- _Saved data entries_
_ _ _
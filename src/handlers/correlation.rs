// src/handlers/correlation.rs
use anyhow::Result;
use log::info;
use reqwest::Client;

use super::error::PipelineError;
use crate::config::PipelineConfig;
use crate::models::CorrelationRecord;
use crate::services::artifacts::write_json;
use crate::services::cross_asset::resolve_correlations;

pub async fn run_correlation_step(cfg: &PipelineConfig, client: &Client) -> Result<CorrelationRecord> {
    info!("Resolving SPX correlations (window {})", cfg.corr_window);
    let run = resolve_correlations(cfg, client).await;
    let record = run.record();

    let path = cfg.corr_json();
    write_json(&path, &record).map_err(|e| PipelineError::artifact(&path, e))?;
    run.refresh_caches(cfg)
        .map_err(|e| PipelineError::artifact(&cfg.last_good_dir, e))?;
    info!("[corr] {:?}", record);
    Ok(record)
}
// src/services/adapter.rs
//
// Builds the canonical metrics record from per-metric artifacts and
// operator environment values.
//
// File lookup policy:
//   *.json -> dotted key path (`a.b.c`) through nested objects
//   *.csv  -> named column, aggregated as the last row or the mean of the
//             parseable cells
//   other  -> abstains

use log::info;
use serde_json::Value;
use std::path::{Path, PathBuf};
use std::str::FromStr;

use crate::config::{keys, Overrides};
use crate::models::{MetricRecord, DEFAULT_STANCE};
use crate::services::artifacts::{read_csv_column, read_json};
use crate::services::cascade::{Cascade, SourceLayer};
use crate::services::numeric::{parse_lenient, value_to_f64};
use crate::BoxError;

#[derive(Debug, Clone, Copy, PartialEq, Eq, Default)]
pub enum CsvAgg {
    #[default]
    Last,
    Mean,
}

impl FromStr for CsvAgg {
    type Err = String;

    fn from_str(s: &str) -> Result<Self, Self::Err> {
        match s.trim().to_ascii_lowercase().as_str() {
            "last" => Ok(CsvAgg::Last),
            "mean" => Ok(CsvAgg::Mean),
            other => Err(format!("unknown csv aggregation '{}'", other)),
        }
    }
}

pub fn lookup_json_path<'v>(root: &'v Value, dotted: &str) -> Option<&'v Value> {
    dotted
        .split('.')
        .try_fold(root, |cur, key| cur.as_object().and_then(|obj| obj.get(key)))
}

pub fn load_from_json(path: &Path, key: &str) -> Result<Option<f64>, BoxError> {
    let data: Value = read_json(path)?;
    Ok(lookup_json_path(&data, key).and_then(value_to_f64))
}

pub fn load_from_csv(path: &Path, column: &str, agg: CsvAgg) -> Result<Option<f64>, BoxError> {
    let cells = read_csv_column(path, column)?;
    let value = match agg {
        CsvAgg::Last => cells.last().and_then(|c| parse_lenient(c)),
        CsvAgg::Mean => {
            let nums: Vec<f64> = cells.iter().filter_map(|c| parse_lenient(c)).collect();
            if nums.is_empty() {
                None
            } else {
                Some(nums.iter().sum::<f64>() / nums.len() as f64)
            }
        }
    };
    Ok(value)
}

fn load_from_file(path: &Path, key: &str, agg: CsvAgg) -> Result<Option<f64>, BoxError> {
    let ext = path
        .extension()
        .and_then(|e| e.to_str())
        .map(str::to_ascii_lowercase);
    match ext.as_deref() {
        Some("json") => load_from_json(path, key),
        Some("csv") => load_from_csv(path, key, agg),
        _ => Ok(None),
    }
}

/// File and key for one metric field.
#[derive(Debug, Clone, Default)]
pub struct FieldSource {
    pub path: Option<PathBuf>,
    pub key: String,
}

impl FieldSource {
    pub fn new(path: Option<PathBuf>, key: impl Into<String>) -> Self {
        FieldSource {
            path,
            key: key.into(),
        }
    }
}

#[derive(Debug, Clone)]
pub struct MetricSources {
    pub rate_cut: FieldSource,
    pub vix: FieldSource,
    pub corr_dxy: FieldSource,
    pub corr_10y: FieldSource,
}

impl MetricSources {
    /// Artifacts written by the pipeline steps into `out_dir`.
    pub fn from_artifacts(out_dir: &Path) -> Self {
        let corr = Some(out_dir.join("corr.json"));
        MetricSources {
            rate_cut: FieldSource::new(Some(out_dir.join("polymarket_live.csv")), "prob"),
            vix: FieldSource::new(Some(out_dir.join("vix.csv")), "pctile"),
            corr_dxy: FieldSource::new(corr.clone(), "spx_dxy"),
            corr_10y: FieldSource::new(corr, "spx_10y"),
        }
    }
}

pub struct MetricsAdapter {
    overrides: Overrides,
    csv_agg: CsvAgg,
}

impl MetricsAdapter {
    pub fn new(overrides: Overrides, csv_agg: CsvAgg) -> Self {
        MetricsAdapter { overrides, csv_agg }
    }

    /// With `prefer_env`: env, file, env, none. Otherwise: file, env, none.
    pub async fn resolve_metric(
        &self,
        env_key: &str,
        file_path: Option<&Path>,
        field_key: &str,
        prefer_env: bool,
    ) -> Option<f64> {
        let env_value = self.overrides.number(env_key);
        let agg = self.csv_agg;

        let mut cascade = Cascade::new(format!("metric {}", env_key));
        if prefer_env {
            cascade = cascade.constant(format!("env {}", env_key), SourceLayer::Override, env_value);
        }
        cascade
            .attempt("file", SourceLayer::Local, move || async move {
                match file_path {
                    Some(path) => load_from_file(path, field_key, agg),
                    None => Ok(None),
                }
            })
            .constant(format!("env {} (fallback)", env_key), SourceLayer::Override, env_value)
            .resolve()
            .await
            .value
    }

    async fn resolve_field(&self, env_key: &str, source: &FieldSource, prefer_env: bool) -> Option<f64> {
        self.resolve_metric(env_key, source.path.as_deref(), &source.key, prefer_env)
            .await
    }

    pub fn resolve_stance(&self) -> String {
        self.overrides
            .get(keys::STANCE)
            .filter(|v| !v.is_empty())
            .map(str::to_string)
            .unwrap_or_else(|| DEFAULT_STANCE.to_string())
    }

    pub async fn build_record(&self, sources: &MetricSources, prefer_env: bool) -> MetricRecord {
        let rate_cut_odds = self.resolve_field(keys::RATE_CUT_ODDS, &sources.rate_cut, prefer_env).await;
        let vix_pctile = self.resolve_field(keys::VIX_PCTILE, &sources.vix, prefer_env).await;
        let corr_spx_dxy = self.resolve_field(keys::CORR_SPX_DXY, &sources.corr_dxy, prefer_env).await;
        let corr_spx_10y = self.resolve_field(keys::CORR_SPX_10Y, &sources.corr_10y, prefer_env).await;

        let record = MetricRecord {
            rate_cut_odds,
            vix_pctile,
            corr_spx_dxy,
            corr_spx_10y,
            stance: self.resolve_stance(),
        };
        info!("[metrics] {:?}", record);
        record
    }
}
_ _ _
- _PROBLEM_
Only lines with the word "BoxError" are wanted, so copy each one from the records.

- _RESPONSE AREA_
use crate::BoxError;
pub fn load_from_json(path: &Path, key: &str) -> Result<Option<f64>, BoxError> {
pub fn load_from_csv(path: &Path, column: &str, agg: CsvAgg) -> Result<Option<f64>, BoxError> {
fn load_from_file(path: &Path, key: &str, agg: CsvAgg) -> Result<Option<f64>, BoxError> {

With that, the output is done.